The task: When a line below contains the word "come", copy that line.

Items listed in a dataset:
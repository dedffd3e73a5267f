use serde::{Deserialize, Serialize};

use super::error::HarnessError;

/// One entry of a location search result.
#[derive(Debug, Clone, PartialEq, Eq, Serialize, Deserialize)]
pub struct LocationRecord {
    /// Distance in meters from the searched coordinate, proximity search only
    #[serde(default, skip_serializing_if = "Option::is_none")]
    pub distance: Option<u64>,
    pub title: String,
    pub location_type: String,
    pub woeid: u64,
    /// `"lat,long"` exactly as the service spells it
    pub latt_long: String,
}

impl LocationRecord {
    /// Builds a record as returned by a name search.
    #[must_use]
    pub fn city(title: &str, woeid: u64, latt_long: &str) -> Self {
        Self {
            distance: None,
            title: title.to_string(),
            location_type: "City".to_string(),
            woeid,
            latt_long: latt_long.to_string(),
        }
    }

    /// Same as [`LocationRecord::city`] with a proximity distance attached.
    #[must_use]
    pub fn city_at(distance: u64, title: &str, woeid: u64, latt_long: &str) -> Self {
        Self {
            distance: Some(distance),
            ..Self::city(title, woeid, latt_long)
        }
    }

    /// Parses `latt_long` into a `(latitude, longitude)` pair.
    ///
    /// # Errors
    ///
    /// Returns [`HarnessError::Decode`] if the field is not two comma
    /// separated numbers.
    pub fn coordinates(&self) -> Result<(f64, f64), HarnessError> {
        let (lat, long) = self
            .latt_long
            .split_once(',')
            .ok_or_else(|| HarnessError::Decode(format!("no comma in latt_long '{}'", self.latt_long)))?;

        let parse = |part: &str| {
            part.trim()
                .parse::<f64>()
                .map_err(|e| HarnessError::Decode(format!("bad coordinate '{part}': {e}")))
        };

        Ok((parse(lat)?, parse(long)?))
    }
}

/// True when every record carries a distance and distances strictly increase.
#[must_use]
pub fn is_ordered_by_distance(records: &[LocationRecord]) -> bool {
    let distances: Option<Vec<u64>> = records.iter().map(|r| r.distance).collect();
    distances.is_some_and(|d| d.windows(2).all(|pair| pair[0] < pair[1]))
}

==

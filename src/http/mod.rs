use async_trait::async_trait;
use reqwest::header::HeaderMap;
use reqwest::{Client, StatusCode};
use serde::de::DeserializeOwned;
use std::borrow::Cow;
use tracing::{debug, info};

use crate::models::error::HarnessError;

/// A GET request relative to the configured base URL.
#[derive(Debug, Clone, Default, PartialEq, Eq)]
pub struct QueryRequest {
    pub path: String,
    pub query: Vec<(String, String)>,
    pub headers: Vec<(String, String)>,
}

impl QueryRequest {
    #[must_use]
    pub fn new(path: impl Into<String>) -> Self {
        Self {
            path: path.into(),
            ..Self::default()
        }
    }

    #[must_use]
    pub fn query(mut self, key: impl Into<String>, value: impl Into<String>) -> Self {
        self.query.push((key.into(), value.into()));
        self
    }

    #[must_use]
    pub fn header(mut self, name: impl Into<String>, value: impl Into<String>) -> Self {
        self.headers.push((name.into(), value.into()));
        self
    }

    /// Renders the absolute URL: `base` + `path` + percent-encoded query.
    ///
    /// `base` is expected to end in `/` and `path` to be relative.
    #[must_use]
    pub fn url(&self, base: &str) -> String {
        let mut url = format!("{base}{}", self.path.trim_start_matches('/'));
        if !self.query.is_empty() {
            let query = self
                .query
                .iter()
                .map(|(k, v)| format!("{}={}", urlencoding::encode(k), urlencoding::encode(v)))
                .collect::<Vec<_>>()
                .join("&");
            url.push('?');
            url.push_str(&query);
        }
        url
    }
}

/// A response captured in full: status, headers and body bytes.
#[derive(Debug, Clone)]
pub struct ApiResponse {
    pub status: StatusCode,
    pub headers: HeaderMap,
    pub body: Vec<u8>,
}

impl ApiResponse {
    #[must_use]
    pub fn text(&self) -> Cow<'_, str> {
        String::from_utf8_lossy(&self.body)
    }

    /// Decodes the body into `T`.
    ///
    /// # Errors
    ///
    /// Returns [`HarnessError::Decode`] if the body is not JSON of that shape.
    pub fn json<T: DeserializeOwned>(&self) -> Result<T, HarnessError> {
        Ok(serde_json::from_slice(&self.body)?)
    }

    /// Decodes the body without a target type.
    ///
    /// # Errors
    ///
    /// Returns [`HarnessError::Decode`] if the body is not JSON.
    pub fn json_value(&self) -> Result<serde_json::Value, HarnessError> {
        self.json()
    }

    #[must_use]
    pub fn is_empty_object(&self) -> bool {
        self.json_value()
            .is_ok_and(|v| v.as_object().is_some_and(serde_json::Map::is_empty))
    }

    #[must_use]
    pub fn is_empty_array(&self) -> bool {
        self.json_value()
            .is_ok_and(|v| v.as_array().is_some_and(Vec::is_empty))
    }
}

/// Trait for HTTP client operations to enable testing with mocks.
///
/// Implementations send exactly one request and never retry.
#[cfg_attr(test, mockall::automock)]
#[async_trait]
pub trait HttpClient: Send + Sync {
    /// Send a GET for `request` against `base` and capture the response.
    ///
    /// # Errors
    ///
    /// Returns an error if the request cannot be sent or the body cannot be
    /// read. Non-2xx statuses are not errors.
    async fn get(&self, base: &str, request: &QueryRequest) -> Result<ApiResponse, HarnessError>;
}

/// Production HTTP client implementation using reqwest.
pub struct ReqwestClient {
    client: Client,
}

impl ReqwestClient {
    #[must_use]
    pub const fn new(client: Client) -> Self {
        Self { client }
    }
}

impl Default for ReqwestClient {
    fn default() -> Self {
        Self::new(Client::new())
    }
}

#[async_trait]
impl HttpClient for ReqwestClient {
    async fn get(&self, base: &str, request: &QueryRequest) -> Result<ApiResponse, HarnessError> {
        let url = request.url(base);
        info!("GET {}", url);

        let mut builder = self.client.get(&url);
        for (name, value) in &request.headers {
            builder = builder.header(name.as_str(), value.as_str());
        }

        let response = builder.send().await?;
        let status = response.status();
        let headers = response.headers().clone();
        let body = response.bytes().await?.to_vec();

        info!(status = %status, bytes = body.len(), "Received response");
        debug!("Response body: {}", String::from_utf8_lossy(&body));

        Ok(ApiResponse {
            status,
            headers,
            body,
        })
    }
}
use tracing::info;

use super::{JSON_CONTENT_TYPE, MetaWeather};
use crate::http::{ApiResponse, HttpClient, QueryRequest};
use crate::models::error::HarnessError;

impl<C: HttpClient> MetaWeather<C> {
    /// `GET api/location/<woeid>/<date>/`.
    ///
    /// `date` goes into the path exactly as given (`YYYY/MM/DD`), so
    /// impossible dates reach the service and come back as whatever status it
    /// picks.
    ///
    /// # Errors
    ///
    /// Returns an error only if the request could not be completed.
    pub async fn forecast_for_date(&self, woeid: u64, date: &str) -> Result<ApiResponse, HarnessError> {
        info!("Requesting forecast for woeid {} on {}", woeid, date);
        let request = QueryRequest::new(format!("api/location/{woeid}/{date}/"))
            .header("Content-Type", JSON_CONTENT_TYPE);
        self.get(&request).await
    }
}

...

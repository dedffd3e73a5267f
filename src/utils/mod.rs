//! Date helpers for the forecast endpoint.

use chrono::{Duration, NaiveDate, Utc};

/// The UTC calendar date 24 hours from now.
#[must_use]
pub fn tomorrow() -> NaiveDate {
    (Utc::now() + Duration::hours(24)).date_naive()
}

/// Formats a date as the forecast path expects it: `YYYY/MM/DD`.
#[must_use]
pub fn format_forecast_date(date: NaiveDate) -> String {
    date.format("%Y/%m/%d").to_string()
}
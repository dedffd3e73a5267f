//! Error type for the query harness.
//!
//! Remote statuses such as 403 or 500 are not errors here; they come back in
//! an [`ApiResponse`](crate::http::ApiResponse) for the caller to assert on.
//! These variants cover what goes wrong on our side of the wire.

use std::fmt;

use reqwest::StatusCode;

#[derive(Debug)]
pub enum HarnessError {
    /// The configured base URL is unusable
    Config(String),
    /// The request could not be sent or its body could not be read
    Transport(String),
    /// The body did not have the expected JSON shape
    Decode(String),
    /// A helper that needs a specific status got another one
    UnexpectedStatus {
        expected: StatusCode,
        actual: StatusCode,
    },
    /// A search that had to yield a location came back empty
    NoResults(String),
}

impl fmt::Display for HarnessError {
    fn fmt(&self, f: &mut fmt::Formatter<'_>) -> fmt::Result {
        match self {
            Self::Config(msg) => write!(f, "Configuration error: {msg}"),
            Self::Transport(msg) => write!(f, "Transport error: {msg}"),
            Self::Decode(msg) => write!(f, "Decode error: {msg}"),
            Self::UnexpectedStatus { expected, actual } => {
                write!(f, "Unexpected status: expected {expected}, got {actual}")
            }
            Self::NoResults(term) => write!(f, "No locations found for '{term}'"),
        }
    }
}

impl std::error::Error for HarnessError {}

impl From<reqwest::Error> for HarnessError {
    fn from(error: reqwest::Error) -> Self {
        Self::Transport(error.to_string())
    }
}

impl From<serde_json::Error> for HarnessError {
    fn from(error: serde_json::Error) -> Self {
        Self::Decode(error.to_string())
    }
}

Task response:
    /// impossible dates reach the service and come back as whatever status it
//! Remote statuses such as 403 or 500 are not errors here; they come back in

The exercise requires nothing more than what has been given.